Procurement has always been an ever changing and evolving area and last year saw the introduction of some new legislation and processes that will ensure that it continues to evolve and develop throughout 2017. These are:
- Unfair Contract Terms legislation and the impact this will have on procurement
- The growing use of Market Led Proposals for projects
- The introduction of the Government Procurement (Judicial Review) Bill into the Commonwealth in late 2016 which will no doubt be further debated and finalised this year
Unfair Contract Terms (small business)
The Treasury Legislation Amendment (Small Business and Unfair Contract Terms) Act 2015 (Cth) ('SBUCTA') commenced on 12 November 2016. SBUCTA extends the existing unfair standard form contract term regime so that it applies not only to consumers (as was previously the case), but now also to a new category of 'small business contracts.'
This law makes unfair terms in small business contracts void. In order for the law to apply, and in general terms:
- At least one of the parties needs to be a small business
- The up-front ascertainable contract price must be an amount less than $300,000, or less than $1m if the contract is for a period in excess of 12 months
- The contract must be a standard form contract (i.e. drafted by one party and put to the other with little opportunity to negotiate)
- The contract must contain an unfair term
Where these factors are in place the unfair contract term will be declared unlawful and severed from the contract on application of one of the parties, with compensation also being available to the aggrieved party.

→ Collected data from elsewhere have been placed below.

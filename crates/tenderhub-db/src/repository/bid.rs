//! SurrealDB implementation of [`BidRepository`].
//!
//! Bids are stored in the `offer` table, their history in
//! `offer_history`.

use chrono::{DateTime, Utc};
use surrealdb::{Connection, Surreal};
use surrealdb_types::SurrealValue;
use tenderhub_core::error::TenderHubResult;
use tenderhub_core::models::bid::{Bid, BidPatch, BidSnapshot, BidStatus, CreateBid};
use tenderhub_core::repository::{BidRepository, Pagination, VersionedRepository};
use tenderhub_core::status::StringEnum;
use tenderhub_core::versioning::{DocumentPatch, INITIAL_VERSION};
use uuid::Uuid;

use super::versioned::{CurrentRevision, HistoryTable, snapshot_then_update};
use super::{parse_enum, parse_uuid};
use crate::error::DbError;

const OFFER_HISTORY: HistoryTable = HistoryTable {
    document: "offer",
    history: "offer_history",
    key_field: "offer_id",
};

#[derive(Debug, SurrealValue)]
struct OfferRow {
    tender_id: String,
    creator_id: String,
    organization_id: String,
    author_type: String,
    status: String,
    version: u32,
    name: String,
    description: String,
    created_at: DateTime<Utc>,
    updated_at: DateTime<Utc>,
}

impl OfferRow {
    fn into_bid(self, id: Uuid) -> Result<Bid, DbError> {
        Ok(Bid {
            id,
            tender_id: parse_uuid(&self.tender_id, "tender")?,
            creator_id: parse_uuid(&self.creator_id, "creator")?,
            organization_id: parse_uuid(&self.organization_id, "organization")?,
            author_type: parse_enum(&self.author_type)?,
            status: parse_enum(&self.status)?,
            version: self.version,
            name: self.name,
            description: self.description,
            created_at: self.created_at,
            updated_at: self.updated_at,
        })
    }
}

#[derive(Debug, SurrealValue)]
struct OfferRowWithId {
    record_id: String,
    tender_id: String,
    creator_id: String,
    organization_id: String,
    author_type: String,
    status: String,
    version: u32,
    name: String,
    description: String,
    created_at: DateTime<Utc>,
    updated_at: DateTime<Utc>,
}

impl OfferRowWithId {
    fn try_into_bid(self) -> Result<Bid, DbError> {
        let id = parse_uuid(&self.record_id, "offer")?;
        OfferRow {
            tender_id: self.tender_id,
            creator_id: self.creator_id,
            organization_id: self.organization_id,
            author_type: self.author_type,
            status: self.status,
            version: self.version,
            name: self.name,
            description: self.description,
            created_at: self.created_at,
            updated_at: self.updated_at,
        }
        .into_bid(id)
    }
}

#[derive(Debug, SurrealValue)]
struct OfferHistoryRow {
    offer_id: String,
    creator_id: String,
    name: String,
    description: String,
    version: u32,
}

fn into_bids(rows: Vec<OfferRowWithId>) -> Result<Vec<Bid>, DbError> {
    rows.into_iter()
        .map(|row| row.try_into_bid())
        .collect::<Result<Vec<_>, DbError>>()
}

/// SurrealDB implementation of the Bid repository.
#[derive(Clone)]
pub struct SurrealBidRepository<C: Connection> {
    db: Surreal<C>,
}

impl<C: Connection> SurrealBidRepository<C> {
    pub fn new(db: Surreal<C>) -> Self {
        Self { db }
    }

    async fn fetch(&self, id: Uuid) -> Result<Bid, DbError> {
        let id_str = id.to_string();

        let mut result = self
            .db
            .query("SELECT * FROM type::record('offer', $id)")
            .bind(("id", id_str.clone()))
            .await?;

        let rows: Vec<OfferRow> = result.take(0)?;
        let row = rows.into_iter().next().ok_or_else(|| DbError::NotFound {
            entity: "bid".into(),
            id: id_str,
        })?;

        row.into_bid(id)
    }
}

impl<C: Connection> VersionedRepository<Bid> for SurrealBidRepository<C> {
    async fn edit(&self, id: Uuid, patch: BidPatch) -> TenderHubResult<Bid> {
        let current = self.fetch(id).await?;
        let changes = patch.changes();
        if changes.is_empty() {
            return Ok(current);
        }

        let revision = CurrentRevision {
            creator_id: current.creator_id.to_string(),
            version: current.version,
            fields: vec![
                ("name", current.name),
                ("description", current.description),
            ],
        };
        snapshot_then_update(&self.db, &OFFER_HISTORY, &id.to_string(), revision, changes).await?;

        Ok(self.fetch(id).await?)
    }

    async fn get_history(&self, id: Uuid, version: u32) -> TenderHubResult<BidSnapshot> {
        let id_str = id.to_string();

        let mut result = self
            .db
            .query(
                "SELECT * FROM offer_history \
                 WHERE offer_id = $id AND version = $version LIMIT 1",
            )
            .bind(("id", id_str.clone()))
            .bind(("version", version))
            .await
            .map_err(DbError::from)?;

        let rows: Vec<OfferHistoryRow> = result.take(0).map_err(DbError::from)?;
        let row = rows
            .into_iter()
            .next()
            .ok_or_else(|| DbError::HistoryNotFound {
                entity: "bid".into(),
                id: id_str,
                version,
            })?;

        Ok(BidSnapshot {
            offer_id: parse_uuid(&row.offer_id, "offer")?,
            creator_id: parse_uuid(&row.creator_id, "creator")?,
            name: row.name,
            description: row.description,
            version: row.version,
        })
    }
}

impl<C: Connection> BidRepository for SurrealBidRepository<C> {
    async fn create(&self, input: CreateBid) -> TenderHubResult<Bid> {
        let id = Uuid::new_v4();
        let id_str = id.to_string();

        let result = self
            .db
            .query(
                "CREATE type::record('offer', $id) SET \
                 tender_id = $tender_id, creator_id = $creator_id, \
                 organization_id = $organization_id, \
                 author_type = $author_type, \
                 status = $status, version = $version, \
                 name = $name, description = $description",
            )
            .bind(("id", id_str.clone()))
            .bind(("tender_id", input.tender_id.to_string()))
            .bind(("creator_id", input.creator_id.to_string()))
            .bind(("organization_id", input.organization_id.to_string()))
            .bind(("author_type", input.author_type.as_str()))
            .bind(("status", BidStatus::Created.as_str()))
            .bind(("version", INITIAL_VERSION))
            .bind(("name", input.name))
            .bind(("description", input.description))
            .await
            .map_err(DbError::from)?;

        let mut result = result
            .check()
            .map_err(|e| DbError::Query(e.to_string()))?;

        let rows: Vec<OfferRow> = result.take(0).map_err(DbError::from)?;
        let row = rows.into_iter().next().ok_or_else(|| DbError::NotFound {
            entity: "bid".into(),
            id: id_str,
        })?;

        Ok(row.into_bid(id)?)
    }

    async fn get_by_id(&self, id: Uuid) -> TenderHubResult<Bid> {
        Ok(self.fetch(id).await?)
    }

    async fn list_by_creator(
        &self,
        creator_id: Uuid,
        pagination: Pagination,
    ) -> TenderHubResult<Vec<Bid>> {
        let mut result = self
            .db
            .query(
                "SELECT meta::id(id) AS record_id, * FROM offer \
                 WHERE creator_id = $creator_id \
                 ORDER BY name ASC \
                 LIMIT $limit START $offset",
            )
            .bind(("creator_id", creator_id.to_string()))
            .bind(("limit", pagination.limit))
            .bind(("offset", pagination.offset))
            .await
            .map_err(DbError::from)?;

        let rows: Vec<OfferRowWithId> = result.take(0).map_err(DbError::from)?;
        Ok(into_bids(rows)?)
    }

    async fn list_by_tender(
        &self,
        tender_id: Uuid,
        status: BidStatus,
        pagination: Pagination,
    ) -> TenderHubResult<Vec<Bid>> {
        let mut result = self
            .db
            .query(
                "SELECT meta::id(id) AS record_id, * FROM offer \
                 WHERE tender_id = $tender_id AND status = $status \
                 ORDER BY name ASC \
                 LIMIT $limit START $offset",
            )
            .bind(("tender_id", tender_id.to_string()))
            .bind(("status", status.as_str()))
            .bind(("limit", pagination.limit))
            .bind(("offset", pagination.offset))
            .await
            .map_err(DbError::from)?;

        let rows: Vec<OfferRowWithId> = result.take(0).map_err(DbError::from)?;
        Ok(into_bids(rows)?)
    }

    async fn set_status(&self, id: Uuid, status: BidStatus) -> TenderHubResult<Bid> {
        let id_str = id.to_string();

        let result = self
            .db
            .query(
                "UPDATE type::record('offer', $id) SET \
                 status = $status, updated_at = time::now()",
            )
            .bind(("id", id_str.clone()))
            .bind(("status", status.as_str()))
            .await
            .map_err(DbError::from)?;

        let mut result = result
            .check()
            .map_err(|e| DbError::Query(e.to_string()))?;

        let rows: Vec<OfferRow> = result.take(0).map_err(DbError::from)?;
        let row = rows.into_iter().next().ok_or_else(|| DbError::NotFound {
            entity: "bid".into(),
            id: id_str,
        })?;

        Ok(row.into_bid(id)?)
    }
}
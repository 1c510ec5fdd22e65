//! Edit and rollback over any versioned repository.
//!
//! A rollback fetches the exact-version snapshot and re-applies it
//! through the ordinary edit path, so the live values become a new
//! history row and the version keeps moving forward.

use tenderhub_core::error::TenderHubResult;
use tenderhub_core::repository::VersionedRepository;
use tenderhub_core::versioning::{DocumentPatch, Snapshot, Versioned};
use tracing::{debug, info};

pub(crate) async fn edit<D, R>(repo: &R, current: &D, patch: D::Patch) -> TenderHubResult<D>
where
    D: Versioned,
    R: VersionedRepository<D>,
{
    if patch.is_empty() {
        debug!(entity = D::ENTITY, id = %current.id(), "Empty patch, nothing to edit");
    }
    let edited = repo.edit(current.id(), patch).await?;
    if edited.version() != current.version() {
        info!(
            entity = D::ENTITY,
            id = %edited.id(),
            version = edited.version(),
            "Document edited"
        );
    }
    Ok(edited)
}

pub(crate) async fn roll_back<D, R>(repo: &R, current: &D, target_version: u32) -> TenderHubResult<D>
where
    D: Versioned,
    R: VersionedRepository<D>,
{
    let snapshot = repo.get_history(current.id(), target_version).await?;
    let restored = repo.edit(current.id(), snapshot.into_patch()).await?;
    info!(
        entity = D::ENTITY,
        id = %restored.id(),
        restored_from = target_version,
        version = restored.version(),
        "Document rolled back"
    );
    Ok(restored)
}
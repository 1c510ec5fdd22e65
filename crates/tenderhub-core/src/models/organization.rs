//! Organization domain model.
//!
//! Organizations own tenders and submit bids. Users act on behalf of an
//! organization only when they are registered as one of its responsible
//! users.

use chrono::{DateTime, Utc};
use serde::{Deserialize, Serialize};
use uuid::Uuid;

#[derive(Debug, Clone, Serialize, Deserialize)]
pub struct Organization {
    pub id: Uuid,
    pub name: String,
    pub description: String,
    pub created_at: DateTime<Utc>,
    pub updated_at: DateTime<Utc>,
}

#[derive(Debug, Clone, Serialize, Deserialize)]
pub struct CreateOrganization {
    pub name: String,
    pub description: String,
}
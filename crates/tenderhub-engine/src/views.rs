//! Response records handed to the transport layer.

use chrono::{DateTime, Utc};
use serde::Serialize;
use uuid::Uuid;

use tenderhub_core::models::bid::{AuthorType, Bid, BidStatus};
use tenderhub_core::models::decision::{Decision, DecisionKind};
use tenderhub_core::models::organization::Organization;
use tenderhub_core::models::review::Review;
use tenderhub_core::models::tender::{Tender, TenderStatus};
use tenderhub_core::models::user::User;

#[derive(Debug, Clone, Serialize)]
#[serde(rename_all = "camelCase")]
pub struct TenderView {
    pub id: Uuid,
    pub name: String,
    pub description: String,
    pub status: TenderStatus,
    pub service_type: String,
    pub version: u32,
    pub created_at: DateTime<Utc>,
}

impl From<Tender> for TenderView {
    fn from(tender: Tender) -> Self {
        Self {
            id: tender.id,
            name: tender.name,
            description: tender.description,
            status: tender.status,
            service_type: tender.service_type,
            version: tender.version,
            created_at: tender.created_at,
        }
    }
}

#[derive(Debug, Clone, Serialize)]
#[serde(rename_all = "camelCase")]
pub struct BidView {
    pub id: Uuid,
    pub name: String,
    pub description: String,
    pub status: BidStatus,
    pub tender_id: Uuid,
    pub author_type: AuthorType,
    pub author_id: Uuid,
    pub version: u32,
    pub created_at: DateTime<Utc>,
}

impl From<Bid> for BidView {
    fn from(bid: Bid) -> Self {
        Self {
            id: bid.id,
            name: bid.name,
            description: bid.description,
            status: bid.status,
            tender_id: bid.tender_id,
            author_type: bid.author_type,
            author_id: bid.creator_id,
            version: bid.version,
            created_at: bid.created_at,
        }
    }
}

#[derive(Debug, Clone, Serialize)]
#[serde(rename_all = "camelCase")]
pub struct DecisionView {
    pub id: Uuid,
    pub bid_id: Uuid,
    pub decision: DecisionKind,
    pub created_at: DateTime<Utc>,
}

impl From<Decision> for DecisionView {
    fn from(decision: Decision) -> Self {
        Self {
            id: decision.id,
            bid_id: decision.offer_id,
            decision: decision.decision,
            created_at: decision.created_at,
        }
    }
}

/// Approval facts for a bid. Nothing in the engine acts on `reached`.
#[derive(Debug, Clone, Copy, PartialEq, Eq, Serialize)]
#[serde(rename_all = "camelCase")]
pub struct QuorumView {
    pub approvals: u64,
    pub responsible_users: u64,
    pub reached: bool,
}

impl QuorumView {
    pub fn new(approvals: u64, responsible_users: u64) -> Self {
        Self {
            approvals,
            responsible_users,
            reached: responsible_users > 0 && approvals >= responsible_users,
        }
    }
}

#[derive(Debug, Clone, Serialize)]
#[serde(rename_all = "camelCase")]
pub struct ReviewView {
    pub id: Uuid,
    pub bid_id: Uuid,
    pub author_id: Uuid,
    pub content: String,
    pub created_at: DateTime<Utc>,
}

impl From<Review> for ReviewView {
    fn from(review: Review) -> Self {
        Self {
            id: review.id,
            bid_id: review.offer_id,
            author_id: review.creator_id,
            content: review.content,
            created_at: review.created_at,
        }
    }
}

#[derive(Debug, Clone, Serialize)]
#[serde(rename_all = "camelCase")]
pub struct UserView {
    pub id: Uuid,
    pub username: String,
    pub first_name: String,
    pub last_name: String,
}

impl From<User> for UserView {
    fn from(user: User) -> Self {
        Self {
            id: user.id,
            username: user.username,
            first_name: user.first_name,
            last_name: user.last_name,
        }
    }
}

#[derive(Debug, Clone, Serialize)]
#[serde(rename_all = "camelCase")]
pub struct OrganizationView {
    pub id: Uuid,
    pub name: String,
    pub description: String,
}

impl From<Organization> for OrganizationView {
    fn from(organization: Organization) -> Self {
        Self {
            id: organization.id,
            name: organization.name,
            description: organization.description,
        }
    }
}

It is easy to see how this law will be particularly relevant to those engaged in procurement. In summary, the following issues are particularly relevant to the procurement process and procurement documents:
- The process of procurement, which involves the development of an RFT by the Principal (including the Contract) and the issuing of the RFT to proponents on a 'take it or leave it' basis means that the law will apply and the contract will be tested if the successful contractor (or principal) is a small business and the contract value is under the thresholds. This means the new laws will need to be considered early in respect of all procurements prior to them going to market.
- An organisation does not know whether the law will apply until it has selected the contractor (i.e. it will only apply where of the parties is a small business).
- Finding out whether an organisation is a small business or not may not be that easy as the test is based on head count (and so includes Part Time staff and also 'regular and systematic' casuals). Asking the organisation through the tender process, such as a question in a response schedule, is one way of trying to address this but where an organisation provides incorrect information, whether deliberately or not, there is no 'due diligence' defence so such information cannot be relied on in any proceedings commenced under this new law.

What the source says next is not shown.